Análise

Artigo: Silêncios e apagamento negro no país

JANAÍNA R. THEODORO - Formada em letras, especialista no ensino de português como segunda língua para pessoas surdas, é professora da rede pública do DF

Como negar o projeto nacional de apagamento da população negra? Como refutar que somos uma nação profundamente racista e preconceituosa? Como não destacar que o racismo sistêmico age para apagar de nossas memórias as lutas e conquistas do povo negro? Insiste-se em silenciar o legado atroz da escravidão e não reconhecer o protagonismo negro na fundamentação do Brasil. Por quê?
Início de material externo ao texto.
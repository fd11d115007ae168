//! Error types for the client runtime.
//!
//! This module defines all error types used throughout the crate, plus the
//! small integer [`ErrorCode`] tags surfaced at the public boundary.
//!
//! # Usage
//!
//! All fallible operations return [`Result<T>`] which uses [`Error`]:
//!
//! ```ignore
//! use hass_socket::{Connection, Result, protocol::command};
//!
//! async fn example(conn: &Connection) -> Result<()> {
//!     let states = conn.call(command::get_states()).await?;
//!     println!("{states}");
//!     Ok(())
//! }
//! ```
//!
//! # Error Categories
//!
//! | Category | Variants |
//! |----------|----------|
//! | Configuration | [`Error::Config`], [`Error::HostRequired`], [`Error::CollectionType`] |
//! | Authentication | [`Error::InvalidAuth`], [`Error::NoRefreshToken`], [`Error::InvalidHttpsToHttp`], [`Error::InvalidAuthCallback`] |
//! | Connection | [`Error::CannotConnect`], [`Error::ConnectionLost`], [`Error::Connection`] |
//! | Protocol | [`Error::Protocol`] |
//! | Application | [`Error::Remote`] |
//! | External | [`Error::Json`], [`Error::WebSocket`], [`Error::Http`], [`Error::Url`] |

// ============================================================================
// Imports
// ============================================================================

use std::fmt;
use std::result::Result as StdResult;

use thiserror::Error;
use tokio_tungstenite::tungstenite::Error as WsError;

// ============================================================================
// Result Alias
// ============================================================================

/// Result type alias using crate [`enum@Error`].
pub type Result<T> = StdResult<T, Error>;

// ============================================================================
// ErrorCode
// ============================================================================

/// Boundary error tag.
///
/// These are the stable codes reported to external listeners (for example in
/// a `reconnect-error` notification). They are plain tags, not error types.
#[derive(Debug, Clone, Copy, PartialEq, Eq, Hash)]
#[repr(u8)]
pub enum ErrorCode {
    /// The channel could not be opened within the retry budget.
    CannotConnect = 1,
    /// The server rejected the credential.
    InvalidAuth = 2,
    /// The channel dropped while the operation was outstanding.
    ConnectionLost = 3,
    /// No server/auth information was configured.
    HostRequired = 4,
    /// A secure origin attempted to talk to a plain-http server.
    InvalidHttpsToHttp = 5,
    /// The authorization callback did not match the expected server.
    InvalidAuthCallback = 6,
}

impl ErrorCode {
    /// Returns the numeric value of the tag.
    #[inline]
    #[must_use]
    pub const fn as_u8(self) -> u8 {
        self as u8
    }
}

impl fmt::Display for ErrorCode {
    fn fmt(&self, f: &mut fmt::Formatter<'_>) -> fmt::Result {
        write!(f, "{}", self.as_u8())
    }
}

// ============================================================================
// Error Enum
// ============================================================================

/// Main error type for the crate.
#[derive(Error, Debug)]
pub enum Error {
    // ========================================================================
    // Configuration Errors
    // ========================================================================
    /// Configuration error.
    #[error("Configuration error: {message}")]
    Config {
        /// Description of the configuration error.
        message: String,
    },

    /// No auth/server information supplied.
    #[error("Server host required")]
    HostRequired,

    /// A collection key was reused with a different value type.
    #[error("Collection {key} already registered with a different type")]
    CollectionType {
        /// The conflicting collection key.
        key: String,
    },

    // ========================================================================
    // Authentication Errors
    // ========================================================================
    /// Credential rejected, revoked or unusable.
    #[error("Invalid authentication: {message}")]
    InvalidAuth {
        /// Description of the rejection.
        message: String,
    },

    /// Refresh requested but the credential carries no refresh token.
    #[error("No refresh token available")]
    NoRefreshToken,

    /// Secure origin refused to send tokens to a plain-http server.
    #[error("Refusing to send tokens from https origin to http server")]
    InvalidHttpsToHttp,

    /// Authorization callback did not match the configured server.
    #[error("Invalid authorization callback")]
    InvalidAuthCallback,

    // ========================================================================
    // Connection Errors
    // ========================================================================
    /// Channel could not be established within the retry budget.
    #[error("Cannot connect to server")]
    CannotConnect,

    /// Channel lost while the operation was outstanding.
    #[error("Connection lost")]
    ConnectionLost,

    /// Transport-level failure with context.
    #[error("Connection failed: {message}")]
    Connection {
        /// Description of the connection error.
        message: String,
    },

    // ========================================================================
    // Protocol Errors
    // ========================================================================
    /// Malformed or unexpected message.
    #[error("Protocol error: {message}")]
    Protocol {
        /// Description of the protocol violation.
        message: String,
    },

    // ========================================================================
    // Application Errors
    // ========================================================================
    /// The server answered a command with `success: false`.
    #[error("Remote error {code}: {message}")]
    Remote {
        /// Server-provided error code.
        code: String,
        /// Server-provided error message.
        message: String,
    },

    // ========================================================================
    // External Errors
    // ========================================================================
    /// JSON serialization error.
    #[error("JSON error: {0}")]
    Json(#[from] serde_json::Error),

    /// WebSocket error.
    #[error("WebSocket error: {0}")]
    WebSocket(#[from] WsError),

    /// HTTP client error.
    #[error("HTTP error: {0}")]
    Http(#[from] reqwest::Error),

    /// URL parse error.
    #[error("URL error: {0}")]
    Url(#[from] url::ParseError),
}

// ============================================================================
// Error Constructors
// ============================================================================

impl Error {
    /// Creates a configuration error.
    #[inline]
    pub fn config(message: impl Into<String>) -> Self {
        Self::Config {
            message: message.into(),
        }
    }

    /// Creates an invalid auth error.
    #[inline]
    pub fn invalid_auth(message: impl Into<String>) -> Self {
        Self::InvalidAuth {
            message: message.into(),
        }
    }

    /// Creates a connection error.
    #[inline]
    pub fn connection(message: impl Into<String>) -> Self {
        Self::Connection {
            message: message.into(),
        }
    }

    /// Creates a protocol error.
    #[inline]
    pub fn protocol(message: impl Into<String>) -> Self {
        Self::Protocol {
            message: message.into(),
        }
    }

    /// Creates a remote (application) error.
    #[inline]
    pub fn remote(code: impl Into<String>, message: impl Into<String>) -> Self {
        Self::Remote {
            code: code.into(),
            message: message.into(),
        }
    }

    /// Creates a collection type mismatch error.
    #[inline]
    pub fn collection_type(key: impl Into<String>) -> Self {
        Self::CollectionType { key: key.into() }
    }
}

// ============================================================================
// Error Predicates
// ============================================================================

impl Error {
    /// Returns the boundary tag for this error, if it has one.
    #[must_use]
    pub fn code(&self) -> Option<ErrorCode> {
        match self {
            Self::CannotConnect => Some(ErrorCode::CannotConnect),
            Self::InvalidAuth { .. } => Some(ErrorCode::InvalidAuth),
            Self::ConnectionLost => Some(ErrorCode::ConnectionLost),
            Self::HostRequired => Some(ErrorCode::HostRequired),
            Self::InvalidHttpsToHttp => Some(ErrorCode::InvalidHttpsToHttp),
            Self::InvalidAuthCallback => Some(ErrorCode::InvalidAuthCallback),
            _ => None,
        }
    }

    /// Returns `true` if this is an authentication error.
    #[inline]
    #[must_use]
    pub fn is_auth_error(&self) -> bool {
        matches!(
            self,
            Self::InvalidAuth { .. }
                | Self::NoRefreshToken
                | Self::InvalidHttpsToHttp
                | Self::InvalidAuthCallback
        )
    }

    /// Returns `true` if this is a connection error.
    #[inline]
    #[must_use]
    pub fn is_connection_error(&self) -> bool {
        matches!(
            self,
            Self::CannotConnect
                | Self::ConnectionLost
                | Self::Connection { .. }
                | Self::WebSocket(_)
        )
    }

    /// Returns `true` if this error may succeed on retry.
    ///
    /// Auth errors are never retried automatically.
    #[inline]
    #[must_use]
    pub fn is_recoverable(&self) -> bool {
        self.is_connection_error()
    }
}

// ============================================================================
// Tests
// ============================================================================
Há quem acredite que o Brasil não deu certo. Ledo engano. O projeto de Estado institucional se fundamenta, desde seu suposto "descobrimento", na perpetuação de apenas um determinado grupo no poder. Por séculos, o Brasil foi o maior império escravista do hemisfério ocidental, tendo sua força econômica baseada no tráfico negreiro.

Esse grupo dominante nunca se preocupou em distribuir rendas e terras, compartilhar conhecimentos, reconhecer direitos e construir uma nação realmente democrática. A tragédia da escravidão se mantém. Há um projeto em andamento, pois a desigualdade social aflige de forma mais aguda a população negra e sua descendência já abandonada, logo após a abolição da escravatura.

O genocídio negro continua acontecendo nas suas formas física, social, histórica e cultural. Admite-se a continuidade da escravidão quando se silencia diante dos índices devastadores e alarmantes da maioria da população negra.

Nosso presente anda assombrado pelo nosso passado. A construção da identidade nacional perpassa por uma reconciliação com o passado. A história precisa ser (re)escrita, destacando a pluralidade da nossa formação. Uma história que deverá relembrar as cicatrizes dos corpos açoitados, se antepor à construção de mitos como uma escravidão romanceada, analisar argumentos elaborados com bases na ciência e na religião, destacando as atrocidades.

O Brasil oficial precisa, urgentemente, pautar, na agenda, discussões e ações sobre a inclusão dos povos tradicionais nos interesses do país. As histórias que se pretende esquecer são muitas. Aqui, esquecer implica esconder; em tornar as vítimas desse sequestro, desse holocausto, algozes das própria narrativa. Porém, o silêncio tem sido atravessado por vozes que se cruzam entre o passado e o presente; entre o hoje e o ontem; entre a vida e a morte.

Para este texto, trago a importância do Instituto de Pesquisa e Memória dos Pretos Novos/Sítio arqueológico — Cemitério (IPN), um dos exemplos de como é possível testemunhar e ocultar a presença da escravidão negra no Brasil. O Cemitério dos Pretos Novos funcionou de 1772 a 1830, fez parte do maior complexo comercial escravagista das Américas, situado na zona portuária do Rio de Janeiro. Foi o mercado de escravos, compra e venda de cativos. Fazia parte dessa estrutura o Lazareto da Gamboa, uma instalação destinada à quarentena e ao tratamento de doenças infecciosas de negros que chegavam ao território nacional.

O cemitério dos Pretos Novos tinha como função sepultar os escravizados que morriam antes de serem comercializados. De 1830 a 1996, o cemitério manteve-se esquecido, soterrado, assim como seus corpos e seus mortos — 166 anos silenciados, em nome de uma política pós-abolicionista de progresso e branquitude. O espetáculo de horror da escravidão deveria ser apagado.

Em janeiro de 1996, após uma reforma em sua casa, localizada na Gamboa, no Rio de Janeiro, o casal Guimarães localiza o Cemitério dos Pretos Novos. Desde sua descoberta, até os dias atuais, o IPN mantém suas atividades com participação de voluntários, doações particulares, curso de pós-gradução e, principalmente, com as ações efetivas e afetivas de Mercedes e Petrucio. O IPN dedica-se ao estudo, à extensão e à preservação da memória negra. O investimento na divulgação, na pesquisa, na capacitação contínua visa resistir a qualquer forma de apagar ou silenciar a história real.

Nesse recorte, verifica-se um Projeto Brasil bem estruturado, em seus conceitos de silenciamento e apagamento da história das pessoas negras. Há um presente impregnado de passado. Não se vê, por parte do Estado, interesse na manutenção do IPN. Este, por sua vez, além de todas suas atribuições, honra e dignifica os mortos ali enterrados, restabelecendo suas linhagens ancestrais. Rever esse projeto se faz necessário, pois corpos negros continuam sendo enterrados em valas como indigentes, sem história, sem chão.

O Cemitério dos Pretos Novos, assim como outros marcos históricos da escravidão são lembretes de que, por mais que se tente, não há como enterrar o que está à flor da terra, não há como negar o que está à flor da pele.